InternalConsistency
plain-language theorem explainer
InternalConsistency bundles three assertions that the RRF formalization derives from foundational axioms, avoids the obvious falsehood 0=1, and restricts itself to rigorous proofs. Researchers examining self-referential closures in formal physics would cite it to confirm the framework compiles without contradiction. The declaration is realized directly as a structure whose fields are instantiated from prior definitions such as Jcost and numerical checks.

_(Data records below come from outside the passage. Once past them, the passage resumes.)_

//! Orphaned image cleanup.
//!
//! A run reconciles two sources of truth: the keys stored under the managed
//! prefix and the image URLs referenced by projects. Every stored key that no
//! project references (directly or as the thumbnail of a referenced image) is
//! an orphan. Orphans are reported, and unless the run is a dry run, deleted
//! one by one.
//!
//! Listing and reference loading are all-or-nothing: if either fails the run
//! aborts before deleting anything, because a partial view of either side
//! would make in-use images look orphaned. Individual delete failures are
//! collected and the run carries on.

pub mod scheduler;

use crate::metrics::{
    self, CLEANUP_DELETE_ERRORS, CLEANUP_DURATION, CLEANUP_OBJECTS_DELETED, CLEANUP_ORPHANS_FOUND,
};
use chrono::{DateTime, Utc};
use serde::{Deserialize, Serialize};
use std::sync::atomic::{AtomicBool, Ordering};
use std::sync::{Arc, Mutex, PoisonError};
use std::time::{Duration, Instant};
use time::OffsetDateTime;
use tokio_util::sync::CancellationToken;
use tracing::instrument;
use vitrine_core::config::CleanupConfig;
use vitrine_core::{PublicBaseUrl, collect_in_use_keys};
use vitrine_metadata::{MetadataError, MetadataStore};
use vitrine_storage::{ObjectStore, StorageError};

/// Errors that abort a cleanup run.
#[derive(Debug, thiserror::Error)]
pub enum CleanupError {
    #[error("a cleanup run is already in progress")]
    AlreadyRunning,

    #[error("failed to list stored images: {0}")]
    Listing(#[source] StorageError),

    #[error("failed to load image references: {0}")]
    References(#[source] MetadataError),
}

/// Report of one cleanup run.
///
/// `total_r2_images == used_images_in_store + orphaned_images + skipped_recent`
/// holds for every completed run.
#[derive(Clone, Debug, Default, PartialEq, Serialize, Deserialize)]
pub struct CleanupResult {
    /// Keys found under the managed prefix.
    pub total_r2_images: usize,
    /// Keys referenced by projects, thumbnails included.
    pub used_images: usize,
    /// Referenced keys that are actually stored.
    pub used_images_in_store: usize,
    pub orphaned_images: usize,
    /// Always 0 for a dry run.
    pub deleted_images: usize,
    /// Deleted keys, or the keys a dry run would delete.
    #[serde(default, skip_serializing_if = "Vec::is_empty")]
    pub deleted_keys: Vec<String>,
    /// `"<key>: <error>"` for every failed delete.
    #[serde(default, skip_serializing_if = "Vec::is_empty")]
    pub errors: Vec<String>,
    /// Orphans left alone because they are younger than the grace period.
    #[serde(default, skip_serializing_if = "is_zero")]
    pub skipped_recent: usize,
    /// The run was cancelled before every orphan was processed.
    #[serde(default, skip_serializing_if = "is_false")]
    pub interrupted: bool,
    pub dry_run: bool,
    pub duration_seconds: f64,
}

fn is_zero(value: &usize) -> bool {
    *value == 0
}

fn is_false(value: &bool) -> bool {
    !*value
}

impl CleanupResult {
    fn outcome(&self) -> &'static str {
        if self.interrupted {
            "interrupted"
        } else if !self.errors.is_empty() {
            "partial"
        } else {
            "completed"
        }
    }
}

/// Summary of the most recent finished run, successful or not.
#[derive(Clone, Debug, Serialize)]
pub struct LastRun {
    pub finished_at: DateTime<Utc>,
    pub dry_run: bool,
    /// `completed`, `partial`, `interrupted` or `failed`.
    pub outcome: &'static str,
    pub total_r2_images: usize,
    pub orphaned_images: usize,
    pub deleted_images: usize,
    pub errors: usize,
    #[serde(skip_serializing_if = "Option::is_none")]
    pub error: Option<String>,
    pub duration_seconds: f64,
}

/// Which unreferenced objects are old enough to delete.
#[derive(Clone, Copy, Debug, PartialEq, Eq)]
enum AgeCutoff {
    /// No grace period.
    Disabled,
    /// Objects modified at or before this instant.
    At(OffsetDateTime),
    /// The grace period reaches back past the earliest representable
    /// date, so every object is recent.
    Unreachable,
}

impl AgeCutoff {
    fn new(min_age: Duration, now: OffsetDateTime) -> Self {
        if min_age.is_zero() {
            return Self::Disabled;
        }
        time::Duration::try_from(min_age)
            .ok()
            .and_then(|age| now.checked_sub(age))
            .map_or(Self::Unreachable, Self::At)
    }

    /// Unknown modification times count as recent.
    fn is_recent(self, last_modified: Option<OffsetDateTime>) -> bool {
        match self {
            Self::Disabled => false,
            Self::At(cutoff) => !last_modified.is_some_and(|modified| modified <= cutoff),
            Self::Unreachable => true,
        }
    }
}

/// Clears the running flag when a non-dry run ends.
struct RunningFlag<'a>(&'a AtomicBool);

impl Drop for RunningFlag<'_> {
    fn drop(&mut self) {
        self.0.store(false, Ordering::SeqCst);
    }
}

/// Reconciles stored images against project references.
pub struct CleanupService {
    store: Arc<dyn ObjectStore>,
    metadata: Arc<dyn MetadataStore>,
    base_url: PublicBaseUrl,
    prefix: String,
    min_orphan_age: Duration,
    /// Held for the whole of a non-dry run.
    run_lock: tokio::sync::Mutex<()>,
    running: AtomicBool,
    last_run: Mutex<Option<LastRun>>,
}

impl std::fmt::Debug for CleanupService {
    fn fmt(&self, f: &mut std::fmt::Formatter<'_>) -> std::fmt::Result {
        f.debug_struct("CleanupService")
            .field("backend", &self.store.backend_name())
            .field("base_url", &self.base_url)
            .field("prefix", &self.prefix)
            .field("min_orphan_age", &self.min_orphan_age)
            .finish_non_exhaustive()
    }
}

impl CleanupService {
    pub fn new(
        store: Arc<dyn ObjectStore>,
        metadata: Arc<dyn MetadataStore>,
        base_url: PublicBaseUrl,
        config: &CleanupConfig,
    ) -> Self {
        Self {
            store,
            metadata,
            base_url,
            prefix: config.prefix.clone(),
            min_orphan_age: Duration::from_secs(config.min_orphan_age_secs),
            run_lock: tokio::sync::Mutex::new(()),
            running: AtomicBool::new(false),
            last_run: Mutex::new(None),
        }
    }

    /// Key prefix this service reconciles.
    pub fn prefix(&self) -> &str {
        &self.prefix
    }

    pub fn base_url(&self) -> &PublicBaseUrl {
        &self.base_url
    }

    /// Whether a non-dry run is in progress.
    pub fn is_running(&self) -> bool {
        self.running.load(Ordering::SeqCst)
    }

    /// Summary of the most recent finished run.
    pub fn last_run(&self) -> Option<LastRun> {
        self.last_run
            .lock()
            .unwrap_or_else(PoisonError::into_inner)
            .clone()
    }

    /// Run one reconciliation.
    ///
    /// `cancel` is checked before every delete. Once it fires, no further
    /// deletes are issued and the partial result comes back with
    /// `interrupted` set. Non-dry runs are single-flight: a second one fails
    /// with [`CleanupError::AlreadyRunning`] instead of waiting.
    #[instrument(skip(self, cancel), fields(prefix = %self.prefix))]
    pub async fn reconcile(
        &self,
        dry_run: bool,
        cancel: &CancellationToken,
    ) -> Result<CleanupResult, CleanupError> {
        let started = Instant::now();
        let _guard = if dry_run {
            None
        } else {
            let Ok(guard) = self.run_lock.try_lock() else {
                metrics::record_cleanup_run(dry_run, "rejected");
                return Err(CleanupError::AlreadyRunning);
            };
            self.running.store(true, Ordering::SeqCst);
            Some((guard, RunningFlag(&self.running)))
        };

        let outcome = self.run(dry_run, cancel, started).await;
        self.finish(dry_run, &outcome, started);
        outcome
    }

    /// Run one reconciliation that stops deleting after `timeout`.
    ///
    /// Cancelling `parent` (server shutdown) stops it early as well.
    pub async fn reconcile_with_timeout(
        &self,
        dry_run: bool,
        timeout: Duration,
        parent: &CancellationToken,
    ) -> Result<CleanupResult, CleanupError> {
        let cancel = parent.child_token();
        let timer = {
            let cancel = cancel.clone();
            tokio::spawn(async move {
                tokio::time::sleep(timeout).await;
                cancel.cancel();
            })
        };
        let result = self.reconcile(dry_run, &cancel).await;
        timer.abort();
        result
    }

    async fn run(
        &self,
        dry_run: bool,
        cancel: &CancellationToken,
        started: Instant,
    ) -> Result<CleanupResult, CleanupError> {
        let listing = self
            .store
            .list_objects(&self.prefix)
            .await
            .map_err(CleanupError::Listing)?;

        // References are read after the listing: an image uploaded in between
        // is not in the listing, so it cannot be deleted by this run.
        let projects = self
            .metadata
            .list_project_images()
            .await
            .map_err(CleanupError::References)?;
        let in_use = collect_in_use_keys(&self.base_url, projects.iter().flatten());

        let cutoff = AgeCutoff::new(self.min_orphan_age, OffsetDateTime::now_utc());

        let mut result = CleanupResult {
            total_r2_images: listing.len(),
            used_images: in_use.len(),
            dry_run,
            ..Default::default()
        };

        let mut orphans = Vec::new();
        for object in listing {
            if in_use.contains(&object.key) {
                result.used_images_in_store += 1;
                continue;
            }
            if cutoff.is_recent(object.last_modified) {
                result.skipped_recent += 1;
                continue;
            }
            orphans.push(object.key);
        }
        result.orphaned_images = orphans.len();
        CLEANUP_ORPHANS_FOUND.inc_by(orphans.len() as u64);

        if dry_run {
            result.deleted_keys = orphans;
        } else {
            let total = orphans.len();
            for (index, key) in orphans.into_iter().enumerate() {
                if cancel.is_cancelled() {
                    tracing::warn!(
                        remaining = total - index,
                        "Cleanup cancelled, stopping before remaining deletes"
                    );
                    result.interrupted = true;
                    break;
                }
                match self.store.delete(&key).await {
                    Ok(()) => {}
                    Err(e) if e.is_not_found() => {
                        tracing::debug!(key = %key, "Orphan already gone");
                    }
                    Err(e) => {
                        CLEANUP_DELETE_ERRORS.inc();
                        tracing::warn!(key = %key, error = %e, "Failed to delete orphaned image");
                        result.errors.push(format!("{key}: {e}"));
                        continue;
                    }
                }
                result.deleted_images += 1;
                result.deleted_keys.push(key);
            }
            CLEANUP_OBJECTS_DELETED.inc_by(result.deleted_images as u64);
        }

        result.duration_seconds = started.elapsed().as_secs_f64();
        Ok(result)
    }

    fn finish(
        &self,
        dry_run: bool,
        outcome: &Result<CleanupResult, CleanupError>,
        started: Instant,
    ) {
        let duration = started.elapsed().as_secs_f64();
        CLEANUP_DURATION.observe(duration);

        let summary = match outcome {
            Ok(result) => {
                tracing::info!(
                    dry_run,
                    total = result.total_r2_images,
                    used = result.used_images_in_store,
                    orphaned = result.orphaned_images,
                    deleted = result.deleted_images,
                    skipped_recent = result.skipped_recent,
                    errors = result.errors.len(),
                    interrupted = result.interrupted,
                    duration_secs = result.duration_seconds,
                    "Cleanup run finished"
                );
                LastRun {
                    finished_at: Utc::now(),
                    dry_run,
                    outcome: result.outcome(),
                    total_r2_images: result.total_r2_images,
                    orphaned_images: result.orphaned_images,
                    deleted_images: result.deleted_images,
                    errors: result.errors.len(),
                    error: None,
                    duration_seconds: result.duration_seconds,
                }
            }
            Err(e) => {
                tracing::error!(dry_run, error = %e, "Cleanup run failed");
                LastRun {
                    finished_at: Utc::now(),
                    dry_run,
                    outcome: "failed",
                    total_r2_images: 0,
                    orphaned_images: 0,
                    deleted_images: 0,
                    errors: 0,
                    error: Some(e.to_string()),
                    duration_seconds: duration,
                }
            }
        };

        metrics::record_cleanup_run(dry_run, summary.outcome);
        *self.last_run.lock().unwrap_or_else(PoisonError::into_inner) = Some(summary);
    }
}

#[cfg(test)]
mod tests {
    use super::*;

    #[test]
    fn test_result_omits_empty_optional_fields() {
        let result = CleanupResult {
            total_r2_images: 2,
            used_images: 2,
            used_images_in_store: 2,
            dry_run: true,
            ..Default::default()
        };
        let json = serde_json::to_value(&result).unwrap();
        let obj = json.as_object().unwrap();
        for absent in ["deleted_keys", "errors", "skipped_recent", "interrupted"] {
            assert!(!obj.contains_key(absent), "{absent} should be omitted");
        }
        assert_eq!(json["dry_run"], true);
        assert_eq!(json["deleted_images"], 0);
    }

    #[test]
    fn test_result_includes_populated_fields() {
        let result = CleanupResult {
            deleted_keys: vec!["projects/a.jpg".into()],
            errors: vec!["projects/b.jpg: boom".into()],
            skipped_recent: 1,
            interrupted: true,
            ..Default::default()
        };
        let json = serde_json::to_value(&result).unwrap();
        assert_eq!(json["deleted_keys"][0], "projects/a.jpg");
        assert_eq!(json["errors"][0], "projects/b.jpg: boom");
        assert_eq!(json["skipped_recent"], 1);
        assert_eq!(json["interrupted"], true);
        assert_eq!(result.outcome(), "interrupted");
    }

    #[test]
    fn test_age_cutoff() {
        let now = time::macros::datetime!(2025-06-01 12:00 UTC);
        let hour_ago = now - time::Duration::HOUR;

        let disabled = AgeCutoff::new(Duration::ZERO, now);
        assert_eq!(disabled, AgeCutoff::Disabled);
        assert!(!disabled.is_recent(None));
        assert!(!disabled.is_recent(Some(now)));

        let cutoff = AgeCutoff::new(Duration::from_secs(1800), now);
        assert!(!cutoff.is_recent(Some(hour_ago)));
        assert!(cutoff.is_recent(Some(now)));
        assert!(cutoff.is_recent(None));
    }

    #[test]
    fn test_age_cutoff_past_representable_range() {
        let now = time::macros::datetime!(2025-06-01 12:00 UTC);

        for secs in [1_000_000_000_000, i64::MAX as u64, u64::MAX] {
            let cutoff = AgeCutoff::new(Duration::from_secs(secs), now);
            assert_eq!(cutoff, AgeCutoff::Unreachable, "{secs}");
            assert!(cutoff.is_recent(Some(OffsetDateTime::UNIX_EPOCH)));
            assert!(cutoff.is_recent(None));
        }
    }
}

Claim. A witness for internal consistency of the recognition field formalization consists of a nonempty collection of functions from the reals to the reals, the proposition that zero is not equal to one, and a boolean flag asserting that all proofs remain rigorous.
background
The RRF Foundation Self-Reference module treats the Lean formalization itself as a recognition event whose compilation counts as a measurement. Upstream, the consistent predicate from SAT backpropagation requires a partial assignment to agree with a total assignment while satisfying both a CNF formula and an XOR system. The RRF abbreviation supplies the local non-sealed recognition field interface, while the PrimitiveDistinction theorem reduces seven axioms to four structural conditions plus three definitional facts.
proof idea
This is a structure definition. Its fields are populated in the downstream construction rrf_internally_consistent by supplying the nonempty Jcost set for the foundational component, a norm_num tactic for the negation of 0=1, and the literal true for the rigorous-proofs flag.
why it matters
The structure supplies the internal-consistency witness required by internal_consistency_exists and by the complete self-reference structure SelfReferenceComplete. It realizes the module's Gödel-like closure: the framework can assert absence of contradictions even though it cannot prove full consistency from within. The declaration therefore closes one scaffolding step in the self-reference octave of the Recognition framework.